ASSIGNMENT → Exactly reproduce the lines from the line containing "set_camera(&camera);" to the end of the data below, inclusive, and nothing else.

SOURCE DATA →
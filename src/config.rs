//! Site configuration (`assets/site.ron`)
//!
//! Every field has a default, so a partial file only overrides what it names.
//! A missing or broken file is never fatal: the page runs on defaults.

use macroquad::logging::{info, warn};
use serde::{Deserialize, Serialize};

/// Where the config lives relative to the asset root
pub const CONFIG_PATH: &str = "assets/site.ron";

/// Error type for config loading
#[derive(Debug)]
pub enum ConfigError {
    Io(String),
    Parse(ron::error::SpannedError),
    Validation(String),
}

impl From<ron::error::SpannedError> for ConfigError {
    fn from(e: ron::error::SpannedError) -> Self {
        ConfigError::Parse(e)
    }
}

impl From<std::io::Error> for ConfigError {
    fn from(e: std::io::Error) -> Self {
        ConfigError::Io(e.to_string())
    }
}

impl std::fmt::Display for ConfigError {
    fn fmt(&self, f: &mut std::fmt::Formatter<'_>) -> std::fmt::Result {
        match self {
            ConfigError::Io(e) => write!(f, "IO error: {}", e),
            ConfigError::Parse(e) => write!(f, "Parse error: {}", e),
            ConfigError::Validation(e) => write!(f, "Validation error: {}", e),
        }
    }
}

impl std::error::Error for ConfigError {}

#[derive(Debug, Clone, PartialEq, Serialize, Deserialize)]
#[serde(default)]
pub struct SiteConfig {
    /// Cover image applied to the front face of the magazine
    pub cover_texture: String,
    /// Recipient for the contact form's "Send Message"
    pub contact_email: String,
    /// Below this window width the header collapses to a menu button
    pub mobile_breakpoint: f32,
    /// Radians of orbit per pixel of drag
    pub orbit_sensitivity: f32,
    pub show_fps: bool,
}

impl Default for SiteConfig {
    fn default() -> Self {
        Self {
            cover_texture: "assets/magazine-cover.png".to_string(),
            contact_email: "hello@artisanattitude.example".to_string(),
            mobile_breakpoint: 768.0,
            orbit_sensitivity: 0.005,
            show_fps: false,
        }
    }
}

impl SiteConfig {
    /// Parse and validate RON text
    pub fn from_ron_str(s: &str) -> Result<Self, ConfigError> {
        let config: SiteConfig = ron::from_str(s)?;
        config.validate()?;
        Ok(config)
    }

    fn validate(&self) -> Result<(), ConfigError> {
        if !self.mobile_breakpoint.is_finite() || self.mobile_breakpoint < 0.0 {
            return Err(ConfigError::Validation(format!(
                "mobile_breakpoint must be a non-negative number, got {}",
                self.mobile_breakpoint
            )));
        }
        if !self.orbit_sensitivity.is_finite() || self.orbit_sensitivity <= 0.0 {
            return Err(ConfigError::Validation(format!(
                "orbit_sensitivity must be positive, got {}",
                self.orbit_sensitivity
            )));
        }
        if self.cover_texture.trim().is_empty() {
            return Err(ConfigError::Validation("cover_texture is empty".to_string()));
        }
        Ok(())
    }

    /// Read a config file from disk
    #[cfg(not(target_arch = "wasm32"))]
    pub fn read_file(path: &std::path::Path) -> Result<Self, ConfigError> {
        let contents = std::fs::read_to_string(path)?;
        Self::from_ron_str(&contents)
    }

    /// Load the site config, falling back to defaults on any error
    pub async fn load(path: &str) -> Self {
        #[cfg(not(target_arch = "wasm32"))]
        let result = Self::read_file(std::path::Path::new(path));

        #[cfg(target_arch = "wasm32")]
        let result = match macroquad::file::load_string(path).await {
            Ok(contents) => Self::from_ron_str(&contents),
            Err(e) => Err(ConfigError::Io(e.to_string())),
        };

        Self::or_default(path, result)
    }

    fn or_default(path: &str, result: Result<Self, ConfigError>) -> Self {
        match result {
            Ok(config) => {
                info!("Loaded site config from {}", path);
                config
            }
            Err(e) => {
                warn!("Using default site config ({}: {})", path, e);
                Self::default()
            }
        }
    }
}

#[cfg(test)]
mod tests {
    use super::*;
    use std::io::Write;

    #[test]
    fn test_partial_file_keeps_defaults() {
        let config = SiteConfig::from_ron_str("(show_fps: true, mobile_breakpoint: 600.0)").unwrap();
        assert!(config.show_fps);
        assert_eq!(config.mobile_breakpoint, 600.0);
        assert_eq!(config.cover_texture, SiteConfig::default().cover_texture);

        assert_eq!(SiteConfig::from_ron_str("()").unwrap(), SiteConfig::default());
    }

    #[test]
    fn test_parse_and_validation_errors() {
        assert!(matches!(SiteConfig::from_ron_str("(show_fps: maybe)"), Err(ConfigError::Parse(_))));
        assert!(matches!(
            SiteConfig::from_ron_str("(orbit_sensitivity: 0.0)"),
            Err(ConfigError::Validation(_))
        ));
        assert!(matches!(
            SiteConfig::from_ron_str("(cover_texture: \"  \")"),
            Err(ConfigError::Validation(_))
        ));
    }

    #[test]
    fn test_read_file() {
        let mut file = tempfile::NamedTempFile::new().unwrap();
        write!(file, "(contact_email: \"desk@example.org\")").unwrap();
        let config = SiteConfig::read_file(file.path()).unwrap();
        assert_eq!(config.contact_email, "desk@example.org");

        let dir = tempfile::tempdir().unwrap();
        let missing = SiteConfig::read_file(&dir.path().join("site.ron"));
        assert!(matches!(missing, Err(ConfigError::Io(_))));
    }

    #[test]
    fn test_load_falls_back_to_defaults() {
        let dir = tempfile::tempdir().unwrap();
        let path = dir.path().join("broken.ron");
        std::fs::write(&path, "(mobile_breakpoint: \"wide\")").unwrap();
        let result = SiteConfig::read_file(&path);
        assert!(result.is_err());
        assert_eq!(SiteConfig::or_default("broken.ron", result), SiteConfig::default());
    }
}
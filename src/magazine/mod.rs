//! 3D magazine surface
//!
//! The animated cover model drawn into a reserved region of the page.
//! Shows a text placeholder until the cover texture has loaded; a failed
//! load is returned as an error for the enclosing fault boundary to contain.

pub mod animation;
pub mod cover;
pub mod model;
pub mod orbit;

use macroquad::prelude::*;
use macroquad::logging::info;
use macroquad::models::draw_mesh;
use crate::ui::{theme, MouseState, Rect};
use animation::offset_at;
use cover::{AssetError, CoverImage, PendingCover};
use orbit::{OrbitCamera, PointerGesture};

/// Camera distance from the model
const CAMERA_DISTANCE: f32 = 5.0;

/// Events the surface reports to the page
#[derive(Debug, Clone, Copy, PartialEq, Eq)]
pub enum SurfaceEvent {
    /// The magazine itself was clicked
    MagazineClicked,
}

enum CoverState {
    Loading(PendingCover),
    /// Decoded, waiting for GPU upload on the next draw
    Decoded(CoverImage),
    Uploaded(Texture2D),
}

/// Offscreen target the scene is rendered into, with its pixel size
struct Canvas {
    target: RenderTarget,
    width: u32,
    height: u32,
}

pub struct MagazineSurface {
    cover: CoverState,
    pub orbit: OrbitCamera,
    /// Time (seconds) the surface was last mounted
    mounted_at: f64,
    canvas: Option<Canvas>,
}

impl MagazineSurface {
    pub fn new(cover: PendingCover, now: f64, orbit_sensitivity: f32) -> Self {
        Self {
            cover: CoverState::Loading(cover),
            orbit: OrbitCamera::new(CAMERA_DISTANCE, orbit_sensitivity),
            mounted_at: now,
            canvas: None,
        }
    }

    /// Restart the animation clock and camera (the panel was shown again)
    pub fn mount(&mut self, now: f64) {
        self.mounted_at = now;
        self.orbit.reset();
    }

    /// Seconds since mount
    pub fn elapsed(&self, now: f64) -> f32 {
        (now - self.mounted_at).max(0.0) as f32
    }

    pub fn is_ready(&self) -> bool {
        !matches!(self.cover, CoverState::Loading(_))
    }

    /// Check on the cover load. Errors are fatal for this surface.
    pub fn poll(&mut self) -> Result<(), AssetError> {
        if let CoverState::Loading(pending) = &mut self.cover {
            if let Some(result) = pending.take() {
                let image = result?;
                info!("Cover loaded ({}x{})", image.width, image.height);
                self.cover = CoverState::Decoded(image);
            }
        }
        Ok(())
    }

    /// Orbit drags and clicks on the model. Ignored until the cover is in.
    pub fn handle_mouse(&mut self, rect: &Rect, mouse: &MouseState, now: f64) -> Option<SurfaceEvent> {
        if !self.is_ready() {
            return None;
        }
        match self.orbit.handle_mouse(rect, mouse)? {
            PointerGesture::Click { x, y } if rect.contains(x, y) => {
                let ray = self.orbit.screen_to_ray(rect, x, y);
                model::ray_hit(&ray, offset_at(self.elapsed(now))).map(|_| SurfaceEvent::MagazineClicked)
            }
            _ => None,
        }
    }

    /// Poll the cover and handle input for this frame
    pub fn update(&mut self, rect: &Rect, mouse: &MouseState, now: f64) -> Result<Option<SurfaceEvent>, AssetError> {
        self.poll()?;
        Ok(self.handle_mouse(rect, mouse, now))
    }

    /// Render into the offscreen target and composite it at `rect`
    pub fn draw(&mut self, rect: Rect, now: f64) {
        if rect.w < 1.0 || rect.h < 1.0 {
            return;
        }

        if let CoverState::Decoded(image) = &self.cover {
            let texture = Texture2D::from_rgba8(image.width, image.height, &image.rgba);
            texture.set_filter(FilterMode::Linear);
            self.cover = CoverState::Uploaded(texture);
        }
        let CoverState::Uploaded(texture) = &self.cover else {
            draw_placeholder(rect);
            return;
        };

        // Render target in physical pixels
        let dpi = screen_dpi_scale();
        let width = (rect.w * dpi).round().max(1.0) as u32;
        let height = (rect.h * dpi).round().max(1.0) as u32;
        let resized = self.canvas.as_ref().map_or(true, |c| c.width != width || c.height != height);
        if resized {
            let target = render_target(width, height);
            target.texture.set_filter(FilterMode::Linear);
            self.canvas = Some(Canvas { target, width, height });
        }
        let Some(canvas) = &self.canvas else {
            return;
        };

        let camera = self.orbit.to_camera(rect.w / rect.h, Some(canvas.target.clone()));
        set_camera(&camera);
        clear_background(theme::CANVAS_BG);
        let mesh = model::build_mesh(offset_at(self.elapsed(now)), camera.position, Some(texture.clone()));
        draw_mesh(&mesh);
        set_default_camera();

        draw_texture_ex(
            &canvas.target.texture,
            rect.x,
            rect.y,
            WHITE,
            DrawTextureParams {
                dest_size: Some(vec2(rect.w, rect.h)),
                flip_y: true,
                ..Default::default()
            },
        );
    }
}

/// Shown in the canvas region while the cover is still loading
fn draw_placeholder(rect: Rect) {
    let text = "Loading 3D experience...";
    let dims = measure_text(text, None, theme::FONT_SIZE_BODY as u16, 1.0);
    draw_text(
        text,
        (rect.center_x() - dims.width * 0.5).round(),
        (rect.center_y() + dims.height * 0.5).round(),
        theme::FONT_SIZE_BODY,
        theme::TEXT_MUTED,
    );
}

OUTPUT FOR THIS EXERCISE →
        set_camera(&camera);
        clear_background(theme::CANVAS_BG);
        let mesh = model::build_mesh(offset_at(self.elapsed(now)), camera.position, Some(texture.clone()));
        draw_mesh(&mesh);
        set_default_camera();

        draw_texture_ex(
            &canvas.target.texture,
            rect.x,
            rect.y,
            WHITE,
            DrawTextureParams {
                dest_size: Some(vec2(rect.w, rect.h)),
                flip_y: true,
                ..Default::default()
            },
        );
    }
}

/// Shown in the canvas region while the cover is still loading
fn draw_placeholder(rect: Rect) {
    let text = "Loading 3D experience...";
    let dims = measure_text(text, None, theme::FONT_SIZE_BODY as u16, 1.0);
    draw_text(
        text,
        (rect.center_x() - dims.width * 0.5).round(),
        (rect.center_y() + dims.height * 0.5).round(),
        theme::FONT_SIZE_BODY,
        theme::TEXT_MUTED,
    );
}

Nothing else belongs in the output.